_TASK TO CARRY OUT_
Search for the word "EnvError" in the entries. Each line that holds it should be copied.

_DATA SHOWN_
-*-

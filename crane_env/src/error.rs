//! Error types for the crane replay environment abstraction.

use thiserror::Error;

/// Errors that can occur in the environment abstraction layer.
#[derive(Debug, Error)]
pub enum EnvError {
    /// The classifier could not be reached or rejected the request
    #[error("Classifier error: {0}")]
    ClassifierFailed(String),

    /// The classifier answered with something that is not a JSON document
    #[error("Malformed classifier response: {0}")]
    MalformedResponse(String),

    /// Operation timed out
    #[error("Timeout after {0}ms")]
    Timeout(u64),
}

impl EnvError {
    /// Creates a classifier error.
    pub fn classifier(msg: impl Into<String>) -> Self {
        Self::ClassifierFailed(msg.into())
    }

    /// Creates a malformed-response error.
    pub fn malformed(msg: impl std::fmt::Display) -> Self {
        Self::MalformedResponse(msg.to_string())
    }
}

impl From<serde_json::Error> for EnvError {
    fn from(err: serde_json::Error) -> Self {
        Self::malformed(err)
    }
}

-*-

_EXPECTED ANSWER_
pub enum EnvError {
impl EnvError {
impl From<serde_json::Error> for EnvError {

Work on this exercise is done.